=== RECORDS PROVIDED ===

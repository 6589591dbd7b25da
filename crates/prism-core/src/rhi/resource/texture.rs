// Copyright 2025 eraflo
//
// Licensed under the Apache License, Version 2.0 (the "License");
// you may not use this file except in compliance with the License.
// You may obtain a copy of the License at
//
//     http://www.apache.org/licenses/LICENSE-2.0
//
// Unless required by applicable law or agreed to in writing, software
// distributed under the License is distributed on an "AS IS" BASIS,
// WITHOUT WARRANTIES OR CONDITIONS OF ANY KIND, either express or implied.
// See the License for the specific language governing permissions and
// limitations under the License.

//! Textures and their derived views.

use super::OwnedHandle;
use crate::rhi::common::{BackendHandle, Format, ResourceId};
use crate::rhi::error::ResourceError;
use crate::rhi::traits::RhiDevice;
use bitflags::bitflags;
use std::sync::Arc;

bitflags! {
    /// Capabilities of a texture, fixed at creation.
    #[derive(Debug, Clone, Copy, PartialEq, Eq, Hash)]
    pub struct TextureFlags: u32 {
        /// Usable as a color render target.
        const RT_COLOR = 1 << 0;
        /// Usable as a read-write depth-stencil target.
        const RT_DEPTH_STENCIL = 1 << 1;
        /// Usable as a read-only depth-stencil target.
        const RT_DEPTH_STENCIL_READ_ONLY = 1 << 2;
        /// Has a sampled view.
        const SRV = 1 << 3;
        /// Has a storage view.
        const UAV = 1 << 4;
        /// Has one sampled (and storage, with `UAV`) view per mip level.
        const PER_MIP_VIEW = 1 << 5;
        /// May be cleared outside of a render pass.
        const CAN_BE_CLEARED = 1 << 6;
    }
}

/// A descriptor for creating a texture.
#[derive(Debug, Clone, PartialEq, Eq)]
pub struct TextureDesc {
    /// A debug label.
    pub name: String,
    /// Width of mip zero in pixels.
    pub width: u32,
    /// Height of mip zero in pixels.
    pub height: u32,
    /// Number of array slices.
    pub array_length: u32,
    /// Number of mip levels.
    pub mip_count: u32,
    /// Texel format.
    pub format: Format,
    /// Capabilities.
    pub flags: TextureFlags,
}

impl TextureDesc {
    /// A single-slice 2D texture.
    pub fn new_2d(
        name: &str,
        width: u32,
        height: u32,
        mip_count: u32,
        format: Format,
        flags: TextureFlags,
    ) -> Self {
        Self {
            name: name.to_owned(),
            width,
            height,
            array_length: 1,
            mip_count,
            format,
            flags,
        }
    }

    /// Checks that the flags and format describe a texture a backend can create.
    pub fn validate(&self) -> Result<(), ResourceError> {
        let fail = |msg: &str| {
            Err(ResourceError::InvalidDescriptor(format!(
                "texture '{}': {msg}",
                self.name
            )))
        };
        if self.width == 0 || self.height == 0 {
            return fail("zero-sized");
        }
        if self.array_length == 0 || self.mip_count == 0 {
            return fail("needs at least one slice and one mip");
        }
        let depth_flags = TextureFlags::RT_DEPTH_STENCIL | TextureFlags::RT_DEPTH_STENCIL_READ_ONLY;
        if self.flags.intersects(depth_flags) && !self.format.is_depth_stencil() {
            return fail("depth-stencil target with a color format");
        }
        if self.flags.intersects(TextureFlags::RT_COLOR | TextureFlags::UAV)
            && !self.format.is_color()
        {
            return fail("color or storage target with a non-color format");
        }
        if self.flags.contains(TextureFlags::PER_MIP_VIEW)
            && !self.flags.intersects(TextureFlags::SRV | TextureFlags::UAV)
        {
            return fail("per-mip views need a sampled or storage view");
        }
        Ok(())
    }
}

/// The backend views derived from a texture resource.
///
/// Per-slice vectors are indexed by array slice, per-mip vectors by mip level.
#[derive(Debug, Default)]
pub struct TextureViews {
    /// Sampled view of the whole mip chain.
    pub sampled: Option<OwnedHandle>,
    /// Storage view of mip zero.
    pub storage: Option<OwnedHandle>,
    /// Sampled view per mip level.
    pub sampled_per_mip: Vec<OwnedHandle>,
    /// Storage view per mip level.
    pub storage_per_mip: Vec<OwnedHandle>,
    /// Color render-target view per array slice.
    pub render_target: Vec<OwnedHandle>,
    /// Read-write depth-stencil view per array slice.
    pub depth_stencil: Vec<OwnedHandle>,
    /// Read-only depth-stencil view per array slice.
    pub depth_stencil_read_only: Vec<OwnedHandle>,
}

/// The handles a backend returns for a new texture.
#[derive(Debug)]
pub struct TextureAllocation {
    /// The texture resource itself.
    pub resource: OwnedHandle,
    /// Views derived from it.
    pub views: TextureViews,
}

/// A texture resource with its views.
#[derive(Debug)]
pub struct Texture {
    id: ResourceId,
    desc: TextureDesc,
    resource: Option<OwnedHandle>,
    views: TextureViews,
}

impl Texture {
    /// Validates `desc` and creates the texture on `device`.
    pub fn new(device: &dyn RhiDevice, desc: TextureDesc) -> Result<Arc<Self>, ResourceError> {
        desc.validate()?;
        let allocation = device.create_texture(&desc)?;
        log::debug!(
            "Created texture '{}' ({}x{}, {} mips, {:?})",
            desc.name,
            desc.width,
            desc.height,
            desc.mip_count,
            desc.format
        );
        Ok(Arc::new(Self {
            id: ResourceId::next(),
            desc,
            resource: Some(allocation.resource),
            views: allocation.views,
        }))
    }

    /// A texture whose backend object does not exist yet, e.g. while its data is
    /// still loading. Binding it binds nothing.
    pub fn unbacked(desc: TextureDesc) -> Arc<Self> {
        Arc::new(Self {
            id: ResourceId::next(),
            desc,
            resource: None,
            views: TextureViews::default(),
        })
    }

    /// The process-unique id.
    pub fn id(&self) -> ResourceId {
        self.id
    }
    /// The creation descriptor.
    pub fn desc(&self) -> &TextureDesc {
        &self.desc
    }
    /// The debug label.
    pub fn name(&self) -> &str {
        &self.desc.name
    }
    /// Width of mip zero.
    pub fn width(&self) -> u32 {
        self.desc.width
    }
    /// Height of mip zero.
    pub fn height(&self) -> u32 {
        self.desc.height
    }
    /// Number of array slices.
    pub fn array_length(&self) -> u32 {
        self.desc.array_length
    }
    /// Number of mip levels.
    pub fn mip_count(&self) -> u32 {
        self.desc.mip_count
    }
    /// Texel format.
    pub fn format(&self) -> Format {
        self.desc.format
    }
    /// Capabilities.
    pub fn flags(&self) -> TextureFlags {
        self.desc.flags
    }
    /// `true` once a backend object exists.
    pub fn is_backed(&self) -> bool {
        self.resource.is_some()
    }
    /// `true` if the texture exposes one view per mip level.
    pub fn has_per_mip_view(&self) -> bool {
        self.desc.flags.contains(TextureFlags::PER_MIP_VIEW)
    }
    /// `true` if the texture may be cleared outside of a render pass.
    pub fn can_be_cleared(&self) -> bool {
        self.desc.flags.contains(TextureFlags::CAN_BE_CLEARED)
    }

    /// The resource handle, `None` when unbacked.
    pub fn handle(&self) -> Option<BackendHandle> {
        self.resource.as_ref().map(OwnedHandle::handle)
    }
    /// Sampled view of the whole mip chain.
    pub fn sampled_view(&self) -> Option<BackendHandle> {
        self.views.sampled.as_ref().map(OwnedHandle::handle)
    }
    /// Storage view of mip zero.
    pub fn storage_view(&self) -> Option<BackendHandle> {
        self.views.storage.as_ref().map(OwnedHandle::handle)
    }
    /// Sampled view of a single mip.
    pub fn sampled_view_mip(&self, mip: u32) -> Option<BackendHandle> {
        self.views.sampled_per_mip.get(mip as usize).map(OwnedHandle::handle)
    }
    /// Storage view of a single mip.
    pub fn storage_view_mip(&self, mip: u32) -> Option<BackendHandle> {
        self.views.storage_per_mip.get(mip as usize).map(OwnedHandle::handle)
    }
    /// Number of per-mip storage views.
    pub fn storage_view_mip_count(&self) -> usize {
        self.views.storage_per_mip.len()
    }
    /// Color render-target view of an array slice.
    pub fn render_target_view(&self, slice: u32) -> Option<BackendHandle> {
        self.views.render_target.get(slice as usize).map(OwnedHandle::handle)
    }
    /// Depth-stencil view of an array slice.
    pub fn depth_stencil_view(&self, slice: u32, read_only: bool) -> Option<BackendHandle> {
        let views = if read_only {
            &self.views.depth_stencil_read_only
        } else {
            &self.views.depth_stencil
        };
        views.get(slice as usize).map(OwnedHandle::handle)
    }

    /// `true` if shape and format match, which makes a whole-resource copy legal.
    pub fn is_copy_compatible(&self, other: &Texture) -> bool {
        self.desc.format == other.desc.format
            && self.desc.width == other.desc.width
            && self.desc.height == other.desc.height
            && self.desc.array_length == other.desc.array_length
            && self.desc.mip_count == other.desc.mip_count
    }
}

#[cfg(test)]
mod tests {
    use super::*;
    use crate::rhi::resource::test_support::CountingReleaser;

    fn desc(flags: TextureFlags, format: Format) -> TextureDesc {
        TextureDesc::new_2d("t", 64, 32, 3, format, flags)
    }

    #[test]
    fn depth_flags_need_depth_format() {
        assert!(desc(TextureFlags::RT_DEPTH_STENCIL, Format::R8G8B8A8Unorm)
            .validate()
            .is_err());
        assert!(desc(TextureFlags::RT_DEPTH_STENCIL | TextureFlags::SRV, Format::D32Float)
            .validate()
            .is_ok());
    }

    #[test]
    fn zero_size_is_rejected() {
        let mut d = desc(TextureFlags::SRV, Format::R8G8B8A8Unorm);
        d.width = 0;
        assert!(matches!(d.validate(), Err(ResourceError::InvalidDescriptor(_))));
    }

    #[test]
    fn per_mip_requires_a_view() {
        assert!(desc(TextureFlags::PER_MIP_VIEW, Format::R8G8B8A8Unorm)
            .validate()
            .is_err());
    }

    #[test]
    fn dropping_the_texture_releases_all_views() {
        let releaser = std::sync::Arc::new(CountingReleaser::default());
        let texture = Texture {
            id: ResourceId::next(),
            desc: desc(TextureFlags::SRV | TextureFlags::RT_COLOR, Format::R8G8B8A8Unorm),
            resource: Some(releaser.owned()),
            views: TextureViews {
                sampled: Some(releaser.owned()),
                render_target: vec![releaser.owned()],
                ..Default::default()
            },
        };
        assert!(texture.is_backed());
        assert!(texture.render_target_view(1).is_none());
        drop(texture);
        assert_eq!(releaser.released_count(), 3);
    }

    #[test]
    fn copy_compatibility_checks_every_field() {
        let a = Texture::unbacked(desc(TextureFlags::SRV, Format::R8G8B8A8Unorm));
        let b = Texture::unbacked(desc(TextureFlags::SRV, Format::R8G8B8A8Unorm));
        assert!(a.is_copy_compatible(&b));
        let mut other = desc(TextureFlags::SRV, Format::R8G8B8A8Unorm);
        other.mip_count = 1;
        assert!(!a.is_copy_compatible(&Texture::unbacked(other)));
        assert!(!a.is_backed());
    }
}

=== TASK ITEM ===
Please return all lines from the records that hold the word "struct".

=== RESPONSE FOR THIS EXERCISE ===
    pub struct TextureFlags: u32 {
pub struct TextureDesc {
pub struct TextureViews {
pub struct TextureAllocation {
pub struct Texture {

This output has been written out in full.